The retail trading frenzy has transformed the risk and reward dynamic on Wall Street, but for how long is anyone’s guess.
If the current market environment feels somewhat unique, there’s a reason for that: It is.
Since the onset of the coronavirus crisis, risks in the financial markets have grown significantly, as have potential rewards. The two always move together.
Several data points help illustrate how risk in the marketplace has transformed since February 2020.
First, the CBOE Volatility Index (VIX) hit a new all-time high in March. Second, the stock market experienced the fastest bear market 20% correction in history during 2020, at just 19 trading days.
On top of that, the VIX recently set a record with its second-longest streak closing above 20. At 246 straight trading days, the streak is second only to the period from Aug. 28, 2008 to Dec. 22, 2009, when the VIX closed above 20 for 331 consecutive trading days.
And while the epic rally since last March has been a huge reprieve for many long-only investors, the intensity and speed of the rally have only served to reinforce the high-risk nature of the markets at this time.

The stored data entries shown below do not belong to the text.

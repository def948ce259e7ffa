pub mod doctor;
pub mod error;
pub mod ids;
pub mod outcome;
pub mod time_slot;

pub use doctor::{Doctor, DoctorDirectory, DoctorId, DirectoryError};
pub use error::AppError;
pub use ids::{AppointmentId, PatientId, ReviewId};
pub use outcome::{ActionOutcome, OutcomeStatus};
pub use time_slot::{TimeSlot, InvalidTimeSlot};
use std::sync::Arc;

use anyhow::Context;
use dotenv::dotenv;
use tokio::net::TcpListener;
use tower_http::cors::{Any, CorsLayer};
use tower_http::trace::{self, TraceLayer};
use tracing::{info, Level};
use tracing_subscriber::{layer::SubscriberExt, util::SubscriberInitExt};

mod router;

use doctor_cell::services::DirectoryService;
use shared_config::AppConfig;
use shared_utils::AppState;

#[tokio::main]
async fn main() -> anyhow::Result<()> {
    // Loading Env Vars
    dotenv().ok();

    // Initialize tracing
    tracing_subscriber::registry()
        .with(tracing_subscriber::EnvFilter::new(
            std::env::var("RUST_LOG").unwrap_or_else(|_| "info,tower_http=debug".into()),
        ))
        .with(tracing_subscriber::fmt::layer())
        .init();

    info!("Starting clinic booking API server");

    // Load configuration
    let config = AppConfig::from_env();

    let directory = DirectoryService::load(&config)?;
    let store = shared_database::connect(&config).context("failed to open clinic store")?;

    // Set up CORS
    let cors = CorsLayer::new()
        .allow_origin(Any)
        .allow_methods(Any)
        .allow_headers(Any);

    // Create shared state
    let state = Arc::new(AppState::new(store, Arc::new(directory)));

    // Build the application router
    let app = router::create_router(state)
        .layer(
            TraceLayer::new_for_http()
                .make_span_with(trace::DefaultMakeSpan::new().level(Level::INFO))
                .on_response(trace::DefaultOnResponse::new().level(Level::INFO)),
        )
        .layer(cors);

    // Run the server
    let listener = TcpListener::bind(&config.bind_address)
        .await
        .with_context(|| format!("failed to bind {}", config.bind_address))?;
    info!("Listening on {}", config.bind_address);

    axum::serve(listener, app).await?;
    Ok(())
}
use std::sync::Arc;

use axum::{
    extract::{Query, State},
    Json,
};

use shared_models::AppError;
use shared_utils::AppState;

use crate::models::{ReviewError, ReviewListQuery, ReviewListResponse};
use crate::services::ReviewService;

#[axum::debug_handler]
pub async fn list_reviews(
    State(state): State<Arc<AppState>>,
    Query(query): Query<ReviewListQuery>,
) -> Result<Json<ReviewListResponse>, AppError> {
    let service = ReviewService::new(state.store.clone(), state.directory.clone());

    let reviews = service.list(query.doctor.as_deref()).await.map_err(|e| match e {
        // A bad filter is a malformed query, not a rejected submission.
        ReviewError::UnknownDoctor(msg) => AppError::BadRequest(msg),
        other => other.into(),
    })?;

    Ok(Json(ReviewListResponse {
        total: reviews.len(),
        reviews,
    }))
}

That’s because high-volatility environments aren’t only characterized by corrections. Volatility also speaks to the speed of a given market. If stocks are making bigger-than-expected moves—whether to the downside or the upside—volatility tends to move higher, or at least remain elevated.
Speed in the current market is one reason the VIX has remained elevated for so long. Consider, for example, that the S&P experienced its largest-ever rebound in a 50-day period from April to June last year, when it rallied by over 37%.
And while short squeezes have existed for many years, the recent short-squeeze phenomenon—highlighted by GameStop (GME)—also provides strong evidence for the unique investing/trading risks presented by the current market environment.
While GME may have been unfairly shorted (that’s in the eye of the beholder), it’s hard to argue that a brick-and-mortar retail store deserved to rally from $40/share to more than $400/share in a matter of days, from a fundamental standpoint.
Regardless, one serious implication from that run-up is its impact on the pricing of risk in the marketplace. Consider, for example, the options market in GME. Most options traders weren’t likely prepared for GME to spike as much as it did in a matter of days. Many likely paid a heavy price for that miscalculation.
Going forward, that means plenty of options traders (both market makers and market takers) will be forced to price the “GME factor” into their ongoing risk calculations. And that adjustment won’t necessarily be limited to “heavily shorted” stocks like GME and AMC Entertainment Holdings (AMC).
As many market participants have observed in the wake of GME, there have been pockets of stocks making big moves almost daily since that story faded into the background. The risk of a retail-fueled rally materializing in any stock at any time has increased substantially.
And that risk will undoubtedly be reflected in the form of higher options prices. How long that lasts, however, is anyone’s guess.
Depending on one’s own unique risk appetite and market outlook, higher premiums could be perceived as an attractive opportunity.
But for others who aren’t comfortable with an elevated risk environment, the most prudent course forward might include portfolio adjustments that reduce risk exposure. This may involve trading options in exchange-traded funds (ETFs) as opposed to single stocks—among other adjustments.
Readers seeking to learn more about investing and trading in high-risk environments may want to review a recent episode of Options Jive on the tastytrade financial network. This show focuses on concrete factors that market participants can consider and adjust in highly volatile market environments.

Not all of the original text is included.